Fast zwei Stunden nimmt sich der Rennfahrer-Gott Zeit für die Jungs, gratuliert zum Auto, streicht übers Cockpit, das Lenkrad, guckt begeistert auf den Fünfzylinder nah am Kühler. Und schwärmt: "Der quattro-Antrieb hat das Automobil auf ein neues Niveau gehoben, das war eine Revolution im Fahrzeugbau." Und dass er immer noch Audi-Fan sei, obwohl er lange bei Porsche unter Vertrag steht, mit 75 immer noch bei der Abstimmung von GT-Modellen hilft.
Audi Urquattro
Den Urquattro hätte Walter Röhrl gerne noch mal. Christian Imhof und Sascha Korell geben ihn aber nicht ab – auch nicht zum Geburtstag.
Bild: Markus Werner

Den Urquattro hätte Röhrl gerne noch mal

Mitte der 80er, als er auf Audi quattro um die WM-Krone kämpfte, Tausende Kilometer abspulte, da habe ihn irgendwann ein guter Freund mit eigener Skifirma gefragt, welche Autos er für seine Außendienstler kaufen solle. "Da hab ich ihm gesagt: Nimm Audi mit Fünfzylinder und 136 PS, da musst du 400.000 Kilometer keine Schraube nachziehen."

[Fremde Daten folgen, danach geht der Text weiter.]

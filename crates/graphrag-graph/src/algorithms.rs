//! Graph algorithms used by retrieval.
//!
//! Provides:
//! - Neighborhood exploration (N-hop BFS with a capped depth and parent
//!   tracking, so the path back to the center can be recovered)
//! - Summary statistics for reporting
//!
//! Traversal treats edges as undirected and visits neighbors in a
//! deterministic order (neighbor ID, then relationship name), so results
//! do not depend on petgraph's internal edge order.

use crate::{Edge, GraphData, Node, Relationship};
use graphrag_core::{Error, Result};
use petgraph::Direction;
use petgraph::graph::NodeIndex;
use petgraph::visit::EdgeRef;
use serde::Serialize;
use std::collections::{BTreeMap, HashMap, HashSet, VecDeque};

/// Maximum allowed BFS depth to prevent runaway traversals.
pub const MAX_BFS_DEPTH: usize = 10;

// ============================================================================
// Result types
// ============================================================================

/// Result of a neighborhood query.
#[derive(Clone, Debug)]
pub struct NeighborhoodResult {
    /// The central node.
    pub center: Node,
    /// Nodes within the radius, in BFS discovery order (center excluded).
    pub nodes: Vec<Node>,
    /// The BFS tree edge that discovered each entry of `nodes`.
    pub edges: Vec<Edge>,
    /// Distance from center to each node (by node ID).
    pub distances: HashMap<String, usize>,
    parents: HashMap<String, (String, usize)>,
}

/// A path from the neighborhood center to one of its nodes.
#[derive(Clone, Debug, PartialEq)]
pub struct TraversalPath {
    /// Nodes from the center to the target, inclusive.
    pub nodes: Vec<Node>,
    /// Edges along the path.
    pub edges: Vec<Edge>,
}

impl TraversalPath {
    /// Number of edges on the path.
    pub fn hops(&self) -> usize {
        self.edges.len()
    }

    /// Product of the edge weights along the path.
    pub fn weight_product(&self) -> f32 {
        self.edges.iter().map(|e| e.weight).product()
    }
}

impl NeighborhoodResult {
    /// Recover the BFS tree path from the center to `id`.
    ///
    /// Returns `None` for IDs outside the neighborhood. The path to the
    /// center itself has no edges.
    pub fn path_to(&self, id: &str) -> Option<TraversalPath> {
        if id == self.center.id {
            return Some(TraversalPath {
                nodes: vec![self.center.clone()],
                edges: Vec::new(),
            });
        }

        let mut nodes = Vec::new();
        let mut edges = Vec::new();
        let mut current = id;
        while current != self.center.id {
            let (parent, slot) = self.parents.get(current)?;
            nodes.push(self.nodes[*slot].clone());
            edges.push(self.edges[*slot].clone());
            current = parent;
        }
        nodes.push(self.center.clone());

        nodes.reverse();
        edges.reverse();
        Some(TraversalPath { nodes, edges })
    }
}

/// Summary statistics for a graph.
#[derive(Clone, Debug, Default, PartialEq, Serialize)]
pub struct GraphStats {
    /// Total node count.
    pub node_count: usize,
    /// Total edge count.
    pub edge_count: usize,
    /// Node count per kind name.
    pub nodes_by_kind: BTreeMap<String, usize>,
    /// Edge count per relationship name.
    pub edges_by_relationship: BTreeMap<String, usize>,
    /// Nodes with no edges at all.
    pub isolated_nodes: usize,
}

// ============================================================================
// Algorithms
// ============================================================================

/// Get the N-hop neighborhood around a node.
///
/// Performs a breadth-first search from the center node over edges in
/// both directions, collecting nodes within `radius` hops. Depth is
/// capped at [`MAX_BFS_DEPTH`].
///
/// # Arguments
///
/// * `graph` - The graph to search
/// * `center_id` - ID of the center node
/// * `radius` - Maximum distance from center (hops), capped at 10
/// * `relationship_filter` - Optional filter for edge types to follow
pub fn neighborhood(
    graph: &GraphData,
    center_id: &str,
    radius: usize,
    relationship_filter: Option<&[Relationship]>,
) -> Result<NeighborhoodResult> {
    let center_node = graph
        .get_node(center_id)
        .ok_or_else(|| Error::not_found("node", center_id))?
        .clone();
    let center_idx = graph
        .get_index(center_id)
        .ok_or_else(|| Error::not_found("node index", center_id))?;

    let radius = radius.min(MAX_BFS_DEPTH);

    let mut visited: HashSet<NodeIndex> = HashSet::new();
    let mut queue: VecDeque<(NodeIndex, usize)> = VecDeque::new();
    let mut result = NeighborhoodResult {
        center: center_node,
        nodes: Vec::new(),
        edges: Vec::new(),
        distances: HashMap::new(),
        parents: HashMap::new(),
    };

    visited.insert(center_idx);
    result.distances.insert(center_id.to_string(), 0);
    queue.push_back((center_idx, 0));

    while let Some((current_idx, current_dist)) = queue.pop_front() {
        if current_dist >= radius {
            continue;
        }

        for (neighbor_idx, edge) in sorted_neighbors(graph, current_idx, relationship_filter) {
            if !visited.insert(neighbor_idx) {
                continue;
            }
            let neighbor = &graph.graph[neighbor_idx];
            let parent_id = graph.graph[current_idx].id.clone();

            result
                .distances
                .insert(neighbor.id.clone(), current_dist + 1);
            result
                .parents
                .insert(neighbor.id.clone(), (parent_id, result.nodes.len()));
            result.nodes.push(neighbor.clone());
            result.edges.push(edge.clone());
            queue.push_back((neighbor_idx, current_dist + 1));
        }
    }

    Ok(result)
}

/// Neighbors of a node in both directions, ordered by neighbor ID and
/// then relationship name.
fn sorted_neighbors<'a>(
    graph: &'a GraphData,
    idx: NodeIndex,
    relationship_filter: Option<&[Relationship]>,
) -> Vec<(NodeIndex, &'a Edge)> {
    let outgoing = graph
        .graph
        .edges_directed(idx, Direction::Outgoing)
        .map(|e| (e.target(), e.weight()));
    let incoming = graph
        .graph
        .edges_directed(idx, Direction::Incoming)
        .map(|e| (e.source(), e.weight()));

    let mut neighbors: Vec<(NodeIndex, &Edge)> = outgoing
        .chain(incoming)
        .filter(|(_, edge)| relationship_filter.is_none_or(|f| f.contains(&edge.relationship)))
        .collect();

    neighbors.sort_by(|(a_idx, a_edge), (b_idx, b_edge)| {
        graph.graph[*a_idx]
            .id
            .cmp(&graph.graph[*b_idx].id)
            .then_with(|| a_edge.relationship.name().cmp(b_edge.relationship.name()))
    });
    neighbors
}

/// Compute summary statistics for a graph.
pub fn compute_stats(graph: &GraphData) -> GraphStats {
    let mut stats = GraphStats {
        node_count: graph.node_count(),
        edge_count: graph.edge_count(),
        ..Default::default()
    };

    for node in graph.iter_nodes() {
        *stats
            .nodes_by_kind
            .entry(node.kind.name().to_string())
            .or_default() += 1;
    }
    for edge in graph.iter_edges() {
        *stats
            .edges_by_relationship
            .entry(edge.relationship.name().to_string())
            .or_default() += 1;
    }

    stats.isolated_nodes = graph
        .graph
        .node_indices()
        .filter(|&idx| graph.graph.neighbors_undirected(idx).next().is_none())
        .count();

    stats
}

// ============================================================================
// Tests
// ============================================================================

Und dann sagt die lebende Legende, die zwei moderne und vier luftgekühlte Porsche 911 fährt: "Bis vor zehn Jahren hatte ich auch so einen weißen Urquattro, den ich leider viel zu billig im Paket mit einem Elfer an einen Freund verkauft habe." Jetzt steht er neben seinem Dienstwagen von 1986 und sagt: "Den hätte ich schon gern noch mal."